Enhancing Research Data Management: A Chemistry-Specific Exercise Catalogue
Annett Schröter1, Ann-Christin Andres2, Daniela Hausen3, Benjamin Golub-Overbeck4
1Friedrich Schiller University Jena
2Johannes Gutenberg University Mainz
3RWTH Aachen University
4TU Braunschweig
Workshops for researchers or students on research data management (RDM) skills are often offered by central RDM service facilities at universities or non-university research institutions. Although the basic aspects of RDM are discussed, there are often no discipline-specific examples or tools, so participants often lack a tangible relevance to their own research activities and would like to see more practical examples from their own daily laboratory work.

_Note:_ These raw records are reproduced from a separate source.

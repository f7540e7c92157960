//! Upload scheduler.
//!
//! Owns the FIFO queue of entries, enforces the concurrency cap, and
//! reacts to transfer events. All state lives behind `&mut self`;
//! in-flight transfers only talk back through the event channel, so no
//! callback can re-enter a scheduler method mid-mutation.

pub mod channel;

use std::sync::Arc;

use tracing::{debug, trace};

use crate::error::TransferError;
use crate::queue::{EntryId, EntryState, FileHandle, QueueEntry, Ticket};
use crate::sink::{PresentationSink, StatusStyle};
use crate::transfer::TransferPort;
use channel::{event_channel, EventKind, EventReceiver, EventSender, ProgressFeed, TransferEvent};

/// Default number of simultaneous uploads.
pub const DEFAULT_MAX_CONCURRENT: usize = 3;

/// Scheduler configuration.
#[derive(Debug, Clone)]
pub struct SchedulerConfig {
    /// Maximum number of entries in flight at once.
    pub max_concurrent: usize,
}

impl Default for SchedulerConfig {
    fn default() -> Self {
        Self {
            max_concurrent: DEFAULT_MAX_CONCURRENT,
        }
    }
}

/// Drives queued files through a [`TransferPort`], at most
/// `max_concurrent` at a time, reporting every state change to a
/// [`PresentationSink`].
///
/// Entries are admitted strictly in enqueue order. A terminal outcome
/// (success or failure) frees a slot and immediately refills it from the
/// queue. Completed entries stay in the queue until [`clear`] discards
/// everything.
///
/// [`clear`]: Scheduler::clear
pub struct Scheduler {
    entries: Vec<QueueEntry>,
    active: usize,
    cap: usize,

    /// Bumped on clear. Transfers started before the bump keep sending
    /// events tagged with the old value; those are dropped on receipt.
    epoch: u64,
    next_id: u64,

    port: Arc<dyn TransferPort>,
    sink: Box<dyn PresentationSink>,
    events_tx: EventSender,
    events_rx: EventReceiver,
}

impl Scheduler {
    pub fn new(
        config: SchedulerConfig,
        port: Arc<dyn TransferPort>,
        sink: Box<dyn PresentationSink>,
    ) -> Self {
        let (events_tx, events_rx) = event_channel();
        Self {
            entries: Vec::new(),
            active: 0,
            cap: config.max_concurrent.max(1),
            epoch: 0,
            next_id: 0,
            port,
            sink,
            events_tx,
            events_rx,
        }
    }

    /// Append handles to the tail of the queue, in order.
    ///
    /// Never starts a transfer; that takes an explicit [`admit_more`] or
    /// a terminal event freeing a slot. An empty iterator is a no-op.
    ///
    /// [`admit_more`]: Scheduler::admit_more
    pub fn enqueue(&mut self, handles: impl IntoIterator<Item = FileHandle>) {
        let before = self.entries.len();
        for handle in handles {
            let id = EntryId(self.next_id);
            let ticket = Ticket(self.next_id);
            self.next_id += 1;
            self.sink.entry_added(ticket, &handle.name, handle.size);
            self.entries.push(QueueEntry::new(id, ticket, handle));
        }
        if self.entries.len() != before {
            debug!(added = self.entries.len() - before, total = self.entries.len(), "enqueued files");
            self.sink.queue_count(self.entries.len());
        }
    }

    /// Fill free slots with the oldest queued entries.
    ///
    /// Idempotent: with no terminal events in between, a second call
    /// finds the cap already saturated (or the queue drained) and does
    /// nothing.
    pub fn admit_more(&mut self) {
        while self.active < self.cap {
            let Some(idx) = self
                .entries
                .iter()
                .position(|e| e.state == EntryState::Queued)
            else {
                return;
            };
            self.admit(idx);
        }
    }

    fn admit(&mut self, idx: usize) {
        let entry = &mut self.entries[idx];
        entry.state = EntryState::Uploading;
        let id = entry.id;
        let ticket = entry.ticket;
        let handle = entry.handle.clone();

        self.active += 1;
        debug!(name = %handle.name, active = self.active, "admitting upload");
        self.sink.status(ticket, "Uploading...", StatusStyle::Busy);

        let port = Arc::clone(&self.port);
        let feed = ProgressFeed::new(self.events_tx.clone(), id, self.epoch);
        tokio::spawn(async move {
            let outcome = port.transfer(handle, feed.clone()).await;
            feed.finish(outcome);
        });
    }

    /// Apply one transfer event.
    ///
    /// Stale events -- an older epoch, an entry id that no longer
    /// resolves, or an entry already settled -- are dropped without
    /// touching any state.
    pub fn handle_event(&mut self, event: TransferEvent) {
        if event.epoch != self.epoch {
            trace!(?event, "dropping event from cleared queue");
            return;
        }
        let Some(idx) = self.entries.iter().position(|e| e.id == event.id) else {
            trace!(?event, "dropping event for unknown entry");
            return;
        };
        if self.entries[idx].state != EntryState::Uploading {
            trace!(?event, "dropping event for settled entry");
            return;
        }
        match event.kind {
            EventKind::Progress(fraction) => self.apply_progress(idx, fraction),
            EventKind::Done(Ok(())) => self.finish_ok(idx),
            EventKind::Done(Err(err)) => self.finish_err(idx, err),
        }
    }

    /// Drain and apply every event already sitting in the channel.
    pub fn pump(&mut self) {
        while let Ok(event) = self.events_rx.try_recv() {
            self.handle_event(event);
        }
    }

    /// Drive the event loop until nothing is in flight.
    ///
    /// Terminal events refill the cap from the queue as they arrive, so
    /// this returns once every entry admitted so far (and everything
    /// behind it in the queue) has settled.
    pub async fn run_until_idle(&mut self) {
        while self.active > 0 {
            let Some(event) = self.events_rx.recv().await else {
                break;
            };
            self.handle_event(event);
        }
    }

    /// Drop every entry, regardless of state.
    ///
    /// Outstanding transport work is not cancelled; its late events carry
    /// the old epoch and fall on the floor.
    pub fn clear(&mut self) {
        debug!(dropped = self.entries.len(), "clearing queue");
        self.entries.clear();
        self.active = 0;
        self.epoch += 1;
        self.sink.cleared();
        self.sink.queue_count(0);
    }

    fn apply_progress(&mut self, idx: usize, fraction: f64) {
        let entry = &mut self.entries[idx];
        let percent = (fraction.clamp(0.0, 1.0) * 100.0).round() as u8;
        // Out-of-order reports only ever move the bar forward.
        if percent > entry.progress {
            entry.progress = percent;
            trace!(name = %entry.handle.name, percent, "upload progress");
            self.sink.progress(entry.ticket, percent);
        }
    }

    fn finish_ok(&mut self, idx: usize) {
        let entry = &mut self.entries[idx];
        entry.state = EntryState::Succeeded;
        entry.progress = 100;
        let ticket = entry.ticket;
        debug!(name = %entry.handle.name, "upload succeeded");

        self.active -= 1;
        self.sink.progress(ticket, 100);
        self.sink.status(ticket, "Uploaded", StatusStyle::Ok);
        self.sink.queue_count(self.entries.len());
        self.admit_more();
    }

    fn finish_err(&mut self, idx: usize, err: TransferError) {
        let entry = &mut self.entries[idx];
        entry.state = EntryState::Failed;
        let ticket = entry.ticket;
        let text = match &err {
            TransferError::Rejected { status } => format!("Failed ({status})"),
            TransferError::Network { .. } => "Network error".to_string(),
        };
        debug!(name = %entry.handle.name, error = %err, "upload failed");
        entry.failure = Some(err);

        self.active -= 1;
        self.sink.status(ticket, &text, StatusStyle::Error);
        self.sink.queue_count(self.entries.len());
        self.admit_more();
    }

    /// All entries, in enqueue order.
    pub fn entries(&self) -> &[QueueEntry] {
        &self.entries
    }

    pub fn len(&self) -> usize {
        self.entries.len()
    }

    pub fn is_empty(&self) -> bool {
        self.entries.is_empty()
    }

    /// Number of entries currently in flight.
    pub fn active(&self) -> usize {
        self.active
    }

    pub fn max_concurrent(&self) -> usize {
        self.cap
    }
}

NFDI4Chem, the chemistry consortium of the National Research Data Infrastructure, has been offering RDM training courses since 2022, teaching the basics of RDM in a chemistry context. Through a series of practical exercises, both face-to-face and online, participants create entry points into RDM and develop practical procedures for generating FAIR research data.

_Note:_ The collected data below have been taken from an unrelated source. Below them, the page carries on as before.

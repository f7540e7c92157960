//! Transfer ports - the byte-moving boundary the scheduler drives.

pub mod http;

pub use http::HttpPort;

use async_trait::async_trait;

use crate::error::TransferError;
use crate::queue::FileHandle;
use crate::scheduler::channel::ProgressFeed;

/// Moves one file to the remote endpoint.
///
/// Implementations report fraction-complete through `progress` zero or
/// more times (values in [0, 1]) and resolve to exactly one terminal
/// outcome. The scheduler runs each call on its own task; up to the
/// concurrency cap run at once, so implementations must be shareable
/// across tasks.
#[async_trait]
pub trait TransferPort: Send + Sync {
    async fn transfer(
        &self,
        handle: FileHandle,
        progress: ProgressFeed,
    ) -> Result<(), TransferError>;
}
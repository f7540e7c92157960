//! HTTP transfer port.
//!
//! Streams the file as one part of a multipart POST, reporting progress
//! after each chunk leaves the reader. Status 200-299 is success;
//! anything else is a rejection carrying the status code.

use async_trait::async_trait;
use bytes::Bytes;
use futures::stream;
use reqwest::multipart::{Form, Part};
use reqwest::{Body, Client, StatusCode, Url};
use tokio::fs::File;
use tokio::io::AsyncReadExt;

use super::TransferPort;
use crate::error::{Result, TransferError, UploadError};
use crate::queue::FileHandle;
use crate::scheduler::channel::ProgressFeed;

/// Read size per chunk of request body.
const UPLOAD_CHUNK_SIZE: usize = 256 * 1024;

/// Multipart field name the endpoint reads files from.
const FIELD_NAME: &str = "files";

/// Uploads files to a fixed endpoint over HTTP.
pub struct HttpPort {
    client: Client,
    endpoint: Url,
}

impl HttpPort {
    pub fn new(endpoint: &str) -> Result<Self> {
        let endpoint = Url::parse(endpoint)
            .map_err(|e| UploadError::Config(format!("invalid endpoint {endpoint}: {e}")))?;
        Ok(Self {
            client: Client::new(),
            endpoint,
        })
    }

    pub fn endpoint(&self) -> &Url {
        &self.endpoint
    }
}

fn classify(status: StatusCode) -> std::result::Result<(), TransferError> {
    if status.is_success() {
        Ok(())
    } else {
        Err(TransferError::Rejected {
            status: status.as_u16(),
        })
    }
}

#[async_trait]
impl TransferPort for HttpPort {
    async fn transfer(
        &self,
        handle: FileHandle,
        progress: ProgressFeed,
    ) -> std::result::Result<(), TransferError> {
        let file = File::open(&handle.path)
            .await
            .map_err(|e| TransferError::Network {
                reason: format!("open {}: {e}", handle.path.display()),
            })?;

        let total = handle.size;
        let body = stream::unfold((file, 0u64), move |(mut file, sent)| {
            let progress = progress.clone();
            async move {
                let mut buf = vec![0u8; UPLOAD_CHUNK_SIZE];
                match file.read(&mut buf).await {
                    Ok(0) => None,
                    Ok(n) => {
                        buf.truncate(n);
                        let sent = sent + n as u64;
                        if total > 0 {
                            progress.report(sent as f64 / total as f64);
                        }
                        Some((Ok(Bytes::from(buf)), (file, sent)))
                    }
                    Err(e) => Some((Err(e), (file, sent))),
                }
            }
        });

        let part = Part::stream_with_length(Body::wrap_stream(body), total)
            .file_name(handle.name.clone());
        let form = Form::new().part(FIELD_NAME, part);

        let response = self
            .client
            .post(self.endpoint.clone())
            .multipart(form)
            .send()
            .await
            .map_err(|e| TransferError::Network {
                reason: e.to_string(),
            })?;

        classify(response.status())
    }
}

In order to enable the reusability of the workshop, NFDI4Chem has developed an exercise catalogue that provides both disciplinary and non-disciplinary RDM staff with specific examples and suggestions for designing an RDM workshop with a high degree of practical relevance to chemistry. The catalogue categorises exercises by RDM topic and exercise type. Information on the duration of the exercise, a detailed description of the exercise with equipment requirements, recommendations for embedding in the overall context and examples enable direct implementation in RDM training courses or curricular teaching. The exercises included have been tested and developed within NFDI4Chem by its RDM trainers or have been inspired by previously published RDM training materials.

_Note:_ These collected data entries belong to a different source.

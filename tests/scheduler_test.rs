//! End-to-end scheduler tests over in-memory transfer ports.

use std::collections::HashMap;
use std::sync::atomic::{AtomicUsize, Ordering};
use std::sync::{Arc, Mutex};
use std::time::Duration;

use async_trait::async_trait;
use tokio::sync::Semaphore;

use upq::error::TransferError;
use upq::queue::{EntryState, FileHandle, Ticket};
use upq::scheduler::channel::ProgressFeed;
use upq::scheduler::{Scheduler, SchedulerConfig};
use upq::sink::{PresentationSink, StatusStyle};
use upq::transfer::TransferPort;

#[derive(Debug, Clone, PartialEq)]
enum Note {
    Added(String),
    Progress(u8),
    Status(String, StatusStyle),
    Count(usize),
    Cleared,
}

/// Sink that records every notification for later inspection.
struct RecordingSink {
    notes: Arc<Mutex<Vec<Note>>>,
}

impl RecordingSink {
    fn new() -> (Self, Arc<Mutex<Vec<Note>>>) {
        let notes = Arc::new(Mutex::new(Vec::new()));
        (
            Self {
                notes: notes.clone(),
            },
            notes,
        )
    }

    fn push(&self, note: Note) {
        self.notes.lock().unwrap().push(note);
    }
}

impl PresentationSink for RecordingSink {
    fn entry_added(&mut self, _ticket: Ticket, name: &str, _size: u64) {
        self.push(Note::Added(name.to_string()));
    }
    fn progress(&mut self, _ticket: Ticket, percent: u8) {
        self.push(Note::Progress(percent));
    }
    fn status(&mut self, _ticket: Ticket, text: &str, style: StatusStyle) {
        self.push(Note::Status(text.to_string(), style));
    }
    fn queue_count(&mut self, count: usize) {
        self.push(Note::Count(count));
    }
    fn cleared(&mut self) {
        self.push(Note::Cleared);
    }
}

/// Port that reports a few progress steps, then returns the outcome
/// scripted for the file name (success by default). Tracks its own peak
/// concurrency so tests can assert the cap held at the transport layer.
struct ScriptedPort {
    failures: HashMap<String, TransferError>,
    running: AtomicUsize,
    peak: AtomicUsize,
}

impl ScriptedPort {
    fn new() -> Self {
        Self {
            failures: HashMap::new(),
            running: AtomicUsize::new(0),
            peak: AtomicUsize::new(0),
        }
    }

    fn fail(mut self, name: &str, err: TransferError) -> Self {
        self.failures.insert(name.to_string(), err);
        self
    }

    fn peak(&self) -> usize {
        self.peak.load(Ordering::SeqCst)
    }
}

#[async_trait]
impl TransferPort for ScriptedPort {
    async fn transfer(
        &self,
        handle: FileHandle,
        progress: ProgressFeed,
    ) -> Result<(), TransferError> {
        let now = self.running.fetch_add(1, Ordering::SeqCst) + 1;
        self.peak.fetch_max(now, Ordering::SeqCst);

        for step in [0.25, 0.5, 0.75] {
            progress.report(step);
            tokio::task::yield_now().await;
        }

        self.running.fetch_sub(1, Ordering::SeqCst);
        match self.failures.get(&handle.name) {
            Some(err) => Err(err.clone()),
            None => Ok(()),
        }
    }
}

/// Port that parks every transfer until the test hands out permits.
struct GatedPort {
    gate: Arc<Semaphore>,
}

#[async_trait]
impl TransferPort for GatedPort {
    async fn transfer(
        &self,
        _handle: FileHandle,
        _progress: ProgressFeed,
    ) -> Result<(), TransferError> {
        let _permit = self.gate.acquire().await;
        Ok(())
    }
}

fn handles(names: &[&str]) -> Vec<FileHandle> {
    names
        .iter()
        .enumerate()
        .map(|(i, name)| FileHandle::new(*name, 1024 * (i as u64 + 1), format!("/tmp/{name}")))
        .collect()
}

#[tokio::test]
async fn drains_queue_without_exceeding_cap() {
    let port = Arc::new(ScriptedPort::new());
    let (sink, notes) = RecordingSink::new();
    let mut scheduler = Scheduler::new(
        SchedulerConfig { max_concurrent: 3 },
        port.clone(),
        Box::new(sink),
    );

    scheduler.enqueue(handles(&["a", "b", "c", "d", "e", "f", "g"]));
    scheduler.admit_more();
    scheduler.run_until_idle().await;

    assert_eq!(scheduler.active(), 0);
    assert!(scheduler
        .entries()
        .iter()
        .all(|e| e.state == EntryState::Succeeded));
    assert!(scheduler.entries().iter().all(|e| e.progress == 100));
    assert!(port.peak() <= 3);

    let notes = notes.lock().unwrap();
    let added: Vec<_> = notes
        .iter()
        .filter_map(|n| match n {
            Note::Added(name) => Some(name.as_str()),
            _ => None,
        })
        .collect();
    assert_eq!(added, ["a", "b", "c", "d", "e", "f", "g"]);
    assert!(notes.contains(&Note::Count(7)));
    assert_eq!(
        notes
            .iter()
            .filter(|n| **n == Note::Status("Uploaded".to_string(), StatusStyle::Ok))
            .count(),
        7
    );
}

#[tokio::test]
async fn single_slot_runs_strictly_serially() {
    let port = Arc::new(ScriptedPort::new());
    let (sink, _notes) = RecordingSink::new();
    let mut scheduler = Scheduler::new(
        SchedulerConfig { max_concurrent: 1 },
        port.clone(),
        Box::new(sink),
    );

    scheduler.enqueue(handles(&["a", "b", "c"]));
    scheduler.admit_more();
    scheduler.run_until_idle().await;

    assert_eq!(port.peak(), 1);
    assert!(scheduler
        .entries()
        .iter()
        .all(|e| e.state == EntryState::Succeeded));
}

#[tokio::test]
async fn failures_are_terminal_and_rendered_distinctly() {
    let port = Arc::new(
        ScriptedPort::new()
            .fail("bad.bin", TransferError::Rejected { status: 404 })
            .fail(
                "lost.bin",
                TransferError::Network {
                    reason: "connection reset".to_string(),
                },
            ),
    );
    let (sink, notes) = RecordingSink::new();
    let mut scheduler = Scheduler::new(
        SchedulerConfig { max_concurrent: 2 },
        port,
        Box::new(sink),
    );

    scheduler.enqueue(handles(&["ok.bin", "bad.bin", "lost.bin"]));
    scheduler.admit_more();
    scheduler.run_until_idle().await;

    let entries = scheduler.entries();
    assert_eq!(entries[0].state, EntryState::Succeeded);
    assert_eq!(entries[1].state, EntryState::Failed);
    assert_eq!(
        entries[1].failure,
        Some(TransferError::Rejected { status: 404 })
    );
    assert_eq!(entries[2].state, EntryState::Failed);
    assert!(matches!(
        entries[2].failure,
        Some(TransferError::Network { .. })
    ));

    let notes = notes.lock().unwrap();
    assert!(notes.contains(&Note::Status("Failed (404)".to_string(), StatusStyle::Error)));
    assert!(notes.contains(&Note::Status("Network error".to_string(), StatusStyle::Error)));
    assert!(notes.contains(&Note::Status("Uploaded".to_string(), StatusStyle::Ok)));
}

#[tokio::test]
async fn clear_while_in_flight_ignores_late_events() {
    let gate = Arc::new(Semaphore::new(0));
    let (sink, notes) = RecordingSink::new();
    let mut scheduler = Scheduler::new(
        SchedulerConfig { max_concurrent: 2 },
        Arc::new(GatedPort { gate: gate.clone() }),
        Box::new(sink),
    );

    scheduler.enqueue(handles(&["one.txt", "two.txt"]));
    scheduler.admit_more();
    assert_eq!(scheduler.active(), 2);

    scheduler.clear();
    assert!(scheduler.is_empty());
    assert_eq!(scheduler.active(), 0);

    // Let the abandoned transfers finish; their events carry the old epoch.
    gate.add_permits(2);

    scheduler.enqueue(handles(&["three.txt"]));
    scheduler.admit_more();
    gate.add_permits(1);
    scheduler.run_until_idle().await;

    // Give the abandoned tasks time to deliver their stale events, then
    // drain whatever is left in the channel.
    tokio::time::sleep(Duration::from_millis(50)).await;
    scheduler.pump();

    assert_eq!(scheduler.len(), 1);
    assert_eq!(scheduler.active(), 0);
    assert_eq!(scheduler.entries()[0].handle.name, "three.txt");
    assert_eq!(scheduler.entries()[0].state, EntryState::Succeeded);

    let notes = notes.lock().unwrap();
    assert!(notes.contains(&Note::Cleared));
    assert!(notes.contains(&Note::Count(0)));
}

#[tokio::test]
async fn enqueue_while_running_extends_the_queue() {
    let port = Arc::new(ScriptedPort::new());
    let (sink, _notes) = RecordingSink::new();
    let mut scheduler = Scheduler::new(
        SchedulerConfig { max_concurrent: 2 },
        port.clone(),
        Box::new(sink),
    );

    scheduler.enqueue(handles(&["a", "b"]));
    scheduler.admit_more();

    // More work arrives mid-run; the refill loop picks it up as slots free.
    scheduler.enqueue(handles(&["c", "d"]));
    scheduler.run_until_idle().await;

    assert_eq!(scheduler.len(), 4);
    assert!(scheduler
        .entries()
        .iter()
        .all(|e| e.state == EntryState::Succeeded));
    assert!(port.peak() <= 2);
}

The exercises use portals such as the PubChem database, the re3data registry, the Chemotion and RADAR4Chem repositories, the NFDI terminology service and the open access Beilstein Journal of Organic Chemistry. In addition, the importance of metadata can be explored using reaction schemes, NMR spectra or microscopy images. A catalogue of requirements for the use of electronic laboratory books or a data management plan based on the chemistry-specific DFG checklist can be developed. Suggestions for generic exercises with chemistry-specific recommendations, e.g. on data lifecycle, FAIR principles, process management, data storage or repetition of previously taught aspects of RDM complete the exercise catalogue.